なんでも内科診療日誌

とりあえず何でも診ている内科の診療記録

レムデシビルの肝機能障害

2023年09月11日 | COVID-19

 9月4日に記載したCOVID-19の肺炎を呈した81歳男性の経過。

 8月28日に他院でCOVID-19と診断されていた。自宅静養していたが、食欲低下・倦怠感で9月4日に当院に救急搬入されている。8月28日が発症日とすると(実際はその1~2日前か)、8日目になる。

 両側肺にコロナらしいすりガラス陰影があり、酸素飽和度が90%未満になっていた。中等症Ⅱ相当になる。白血球4100・CRP4.7だった。

 発症後7日は過ぎていたが、10日以内だったので抗ウイルス薬のレムデシビルを投与した。さらに悪化すればデキサメサゾンを開始するつもりだた。

 酸素化は特に悪化しなかったが、3日後の9月7日の検査で白血球6100・CRP5.6と軽快していなかった。その日呼吸器外来に大学病院の感染症科の先生が来られたので相談した。

 その日は発症11日になる。抗炎症薬としてのデキサメサゾン投与は問題ない。(あまり早く入れるとウイルスの増殖を促進してしまう)

 肺炎の程度が重症だったり、進行している時のデキサメサゾン8mg/日ではなくて、4mg/日を5日間その後2mg/日を5日でどうでしょう、といわれた。

 早速その日からデキサメサゾンを開始した。
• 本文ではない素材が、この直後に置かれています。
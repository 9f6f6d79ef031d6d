//! Total conversion of JSON values to declared attribute types.
//!
//! Every value converts to every type. Numbers that cannot be represented
//! (NaN, infinities) become `null`, and `null` stays `null` for numeric types.

use crate::attribute::AttributeType;
use serde_json::{Map, Number, Value};
use std::sync::LazyLock;

use regex::Regex;

static NUMERIC_REGEX: LazyLock<Regex> = LazyLock::new(|| {
    Regex::new(r"^[+-]?(?:\d+\.?\d*|\.\d+)(?:[eE][+-]?\d+)?$").expect("Invalid numeric regex")
});

/// Converts `value` to `kind`.
///
/// # Example
/// ```
/// use serde_json::json;
/// use block_model::{AttributeType, coerce};
///
/// assert_eq!(coerce(json!("42"), AttributeType::Number), json!(42));
/// assert_eq!(coerce(json!(0), AttributeType::Boolean), json!(false));
/// assert_eq!(coerce(json!([1, "a"]), AttributeType::String), json!("1,a"));
/// ```
pub fn coerce(value: Value, kind: AttributeType) -> Value {
    match kind {
        AttributeType::String => match value {
            Value::String(_) => value,
            other => Value::String(stringify(&other)),
        },
        AttributeType::Boolean => Value::Bool(is_truthy(&value)),
        AttributeType::Integer | AttributeType::Number => match value {
            Value::Number(_) | Value::Null => value,
            other => number_value(to_number(&other)),
        },
        AttributeType::Null => Value::Null,
        AttributeType::Array => match value {
            Value::Array(_) => value,
            Value::String(s) => Value::Array(s.chars().map(|c| Value::String(c.into())).collect()),
            _ => Value::Array(Vec::new()),
        },
        AttributeType::Object => match value {
            Value::Object(_) | Value::Array(_) => value,
            _ => Value::Object(Map::new()),
        },
    }
}

/// Whether `value` already has the shape of `kind`.
pub fn is_of_type(value: &Value, kind: AttributeType) -> bool {
    match kind {
        AttributeType::String => value.is_string(),
        AttributeType::Boolean => value.is_boolean(),
        AttributeType::Integer => value.as_f64().is_some_and(|n| n.fract() == 0.0),
        AttributeType::Number => value.is_number(),
        AttributeType::Null => value.is_null(),
        AttributeType::Array => value.is_array(),
        AttributeType::Object => value.is_object(),
    }
}

fn stringify(value: &Value) -> String {
    match value {
        Value::Null => "null".to_string(),
        Value::Bool(b) => b.to_string(),
        Value::Number(n) => n.to_string(),
        Value::String(s) => s.clone(),
        Value::Array(items) => items
            .iter()
            .map(|item| match item {
                Value::Null => String::new(),
                other => stringify(other),
            })
            .collect::<Vec<_>>()
            .join(","),
        Value::Object(_) => value.to_string(),
    }
}

fn is_truthy(value: &Value) -> bool {
    match value {
        Value::Null => false,
        Value::Bool(b) => *b,
        Value::Number(n) => n.as_f64().is_some_and(|f| f != 0.0 && !f.is_nan()),
        Value::String(s) => !s.is_empty(),
        Value::Array(_) | Value::Object(_) => true,
    }
}

fn to_number(value: &Value) -> f64 {
    match value {
        Value::Null => 0.0,
        Value::Bool(b) => f64::from(u8::from(*b)),
        Value::Number(n) => n.as_f64().unwrap_or(f64::NAN),
        Value::String(s) => parse_number(s),
        Value::Array(items) => match items.as_slice() {
            [] => 0.0,
            [single] => match single {
                Value::Array(_) | Value::Object(_) => to_number(&Value::String(stringify(single))),
                other => to_number(other),
            },
            _ => f64::NAN,
        },
        Value::Object(_) => f64::NAN,
    }
}

fn parse_number(text: &str) -> f64 {
    let trimmed = text.trim();
    if trimmed.is_empty() {
        return 0.0;
    }
    if NUMERIC_REGEX.is_match(trimmed) {
        return trimmed.parse().unwrap_or(f64::NAN);
    }
    match trimmed {
        "Infinity" | "+Infinity" => f64::INFINITY,
        "-Infinity" => f64::NEG_INFINITY,
        _ => f64::NAN,
    }
}

fn number_value(n: f64) -> Value {
    if !n.is_finite() {
        return Value::Null;
    }
    if n.fract() == 0.0 && n.abs() < 9_007_199_254_740_992.0 {
        return Value::Number(Number::from(n as i64));
    }
    Number::from_f64(n).map_or(Value::Null, Value::Number)
}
その日と翌日は変わりなかったが、投与3日目の9月9日から食欲が回復して、倦怠感も軽減していた。

 今日(9月11日)病室に行くと、それまでだるそうに横になっていたが、ベット上にすっと起き上がったきた。デキサメサゾン4mg/日の5日目になるので、翌日からは2mg/日を内服で継続とした。

 血液検査は白血球8900(ステロイドのため)・CRP0.9と炎症反応は軽快していた。ただし、思いがけない肝機能障害が出ていた。

 入院時は正常だったが、レムデシビル3日投与後は、AST 55・ALT 32・LDH 211・ALP 57・γ-GTP 21と軽度に上昇していた。9月9日までレムデシビルを5日投与したが、今日はAST 430・ALT 564・LDH 264・ALP 88・γ-GTP 62とかなり上昇している。

 レムデシビルの副作用と判断される。患者さんは調子が良くなって、早く退院したいといっていたが、肝機能障害の軽減を確認しないと帰しにくい。3日後に再検してから判断することにした。